### INSTRUCTIONS FOR THE TASK
Repeat the data exactly, every last line of it.

### DATASET RECORDS

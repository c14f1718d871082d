//! Causal
//!
//! This module implements the machine-learning-as-natural-experiment design:
//! quasi-propensity scores of a recommender, the filter on their support, and
//! the IV-2SLS estimator that uses the recommendation as an instrument.
pub mod filter;
pub mod iv;
pub mod qps;

mod tests;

### EXERCISE SOLUTION
repository c14f1718d871082d
//! Causal
//!
//! This module implements the machine-learning-as-natural-experiment design:
//! quasi-propensity scores of a recommender, the filter on their support, and
//! the IV-2SLS estimator that uses the recommendation as an instrument.
pub mod filter;
pub mod iv;
pub mod qps;

mod tests;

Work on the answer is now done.